Whether you like it or not, endpoints have become part of the growing attack surface, and this has become more complicated by the growing use of highly insecure Internet of Things (IoT) devices. Organisations simply cannot afford to “go dark” or have their assets literally taken from under their noses, so they must maintain a constant connection with devices whether or not they are on the corporate network. Failing to do so can have potentially disastrous repercussions.
The Hong Kong breach at the end of March, which exposed the data of 3.7 million voters, is a perfect example of the growing threat of lax endpoint security. In this particular case, two laptops were stolen from a locked room at the AsiaWorld Expo conference centre. These laptops contained a large database of voter ID card numbers, addresses, and mobile phone numbers.
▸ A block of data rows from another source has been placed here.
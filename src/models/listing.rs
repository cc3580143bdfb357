//! Pattern and template listing models
//!
//! Patterns are multi-component compositions; templates are full-page demos.
//! Both are static records shown on their overview pages.

use serde::{Deserialize, Serialize};
use std::fmt;

/// A reusable multi-component composition
#[derive(Debug, Clone, PartialEq, Eq, Serialize, Deserialize)]
pub struct PatternMeta {
    pub title: String,
    pub slug: String,
    pub description: String,
    /// Whether the pattern page is published (all are "coming soon" today)
    #[serde(default)]
    pub available: bool,
}

impl PatternMeta {
    pub fn new(
        title: impl Into<String>,
        slug: impl Into<String>,
        description: impl Into<String>,
    ) -> Self {
        Self {
            title: title.into(),
            slug: slug.into(),
            description: description.into(),
            available: false,
        }
    }
}

/// Grouping on the templates overview
#[derive(Debug, Clone, Copy, PartialEq, Eq, Hash, Serialize, Deserialize)]
pub enum TemplateCategory {
    #[serde(rename = "Government Essentials")]
    GovernmentEssentials,
    #[serde(rename = "Citizen Services")]
    CitizenServices,
}

impl TemplateCategory {
    /// Parse a template category from user input
    pub fn parse(s: &str) -> Option<Self> {
        let normalized: String = s
            .trim()
            .to_lowercase()
            .chars()
            .filter(|c| c.is_alphanumeric())
            .collect();

        match normalized.as_str() {
            "governmentessentials" | "essentials" | "government" => {
                Some(Self::GovernmentEssentials)
            }
            "citizenservices" | "citizen" | "services" => Some(Self::CitizenServices),
            _ => None,
        }
    }
}

impl fmt::Display for TemplateCategory {
    fn fmt(&self, f: &mut fmt::Formatter<'_>) -> fmt::Result {
        match self {
            Self::GovernmentEssentials => write!(f, "Government Essentials"),
            Self::CitizenServices => write!(f, "Citizen Services"),
        }
    }
}

/// A full-page template demo
#[derive(Debug, Clone, PartialEq, Eq, Serialize, Deserialize)]
pub struct TemplateMeta {
    pub title: String,
    pub description: String,
    pub category: TemplateCategory,
    #[serde(default)]
    pub available: bool,
}

impl TemplateMeta {
    pub fn new(
        title: impl Into<String>,
        description: impl Into<String>,
        category: TemplateCategory,
    ) -> Self {
        Self {
            title: title.into(),
            description: description.into(),
            category,
            available: false,
        }
    }
}

#[cfg(test)]
mod tests {
    use super::*;

    #[test]
    fn test_template_category_parse() {
        assert_eq!(
            TemplateCategory::parse("Citizen Services"),
            Some(TemplateCategory::CitizenServices)
        );
        assert_eq!(
            TemplateCategory::parse("government-essentials"),
            Some(TemplateCategory::GovernmentEssentials)
        );
        assert_eq!(TemplateCategory::parse("marketing"), None);
    }

    #[test]
    fn test_template_category_serde() {
        let json = serde_json::to_string(&TemplateCategory::CitizenServices).unwrap();
        assert_eq!(json, "\"Citizen Services\"");
    }

    #[test]
    fn test_new_records_are_coming_soon() {
        assert!(!PatternMeta::new("Form Pattern", "form", "Complete form").available);
        assert!(
            !TemplateMeta::new("Status Tracker", "Timeline", TemplateCategory::CitizenServices)
                .available
        );
    }
}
Not only does this attack highlight the problems that can occur with poor endpoint security, but also the risks associated with them. According to Gartner, the number of endpoints will reach more than 20 billion by 2020, so the risk is definitely a growing one. Unfortunately, the rise in the number of devices connecting to corporate networks has not been met with an equally motivated increase in security. Businesses are struggling to manage and control the many smartphones, tablets and laptops that connect to their networks - and as the breach in Hong Kong demonstrated, the impact of losing just one device can be hugely damaging.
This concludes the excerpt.